Overloading a std::function parameter in templated method in templated class

Question

I have trouble making a specialized template for a templated method in a class template specialization.

Let's say I have the following code:

#include <functional>

template<typename T>
class myClass {
public:
    T bar() {
        return T();
    }

    template<typename P>
    bool foo(std::function<P(T)> g) {
        g(bar());
        return true;
    }
};

If I wanted to specialize the function bar for myClass<void> I would do it this way:

template<> void myClass<void>::bar() {

}

But when I tried to specialize foo in the same way, i get a compiler error saying error: invalid parameter type ‘void’ and pointing at the original definition of foo.

template<>
template<typename P>
bool myClass<void>::foo(std::function<P(void)> g) {
    bar();
    g();
    return true;
}

Does anybody have any advice, what I'm doing wrong?

Answer 1

Not exactly specialization... you can use SFINAE (std::enable_if) to activate your version of foo() when T isn't void and activate another version of foo() when T is void.

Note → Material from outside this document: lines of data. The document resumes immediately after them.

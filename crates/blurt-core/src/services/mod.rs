//! Use-case services.
//!
//! Services sit between the front-end state holders and the backend
//! clients: they validate input before anything touches the network,
//! check the session, and tag backend failures with the operation that
//! hit them.

mod account;
mod posts;

pub use account::{AccountService, SignUpOutcome};
pub use posts::PostService;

The following is a full working example

#include <iostream>
#include <functional>

template <typename T>
class myClass
 {
   public:
      T bar()
       { return {}; }

      template <typename P, typename U = T>
      typename std::enable_if<false == std::is_same<U, void>::value,
               bool>::type foo (std::function<P(U)> const & g)
       { g(bar()); return true; }

      template <typename P, typename U = T>
      typename std::enable_if<true == std::is_same<U, void>::value,
               bool>::type foo (std::function<P()> const & g)
       { bar(); g(); return false; }
 };

template<>
void myClass<void>::bar ()
 { }

int main()
 {
   myClass<int>   mci;
   myClass<void>  mcv;

   std::function<long(int)> fli { [](int i){ return long(i); } };
   std::function<short()>   fsv { [](){ return 0; } };

   std::cout << mci.foo(fli) << std::endl; // print 1
   std::cout << mcv.foo(fsv) << std::endl; // print 0
 }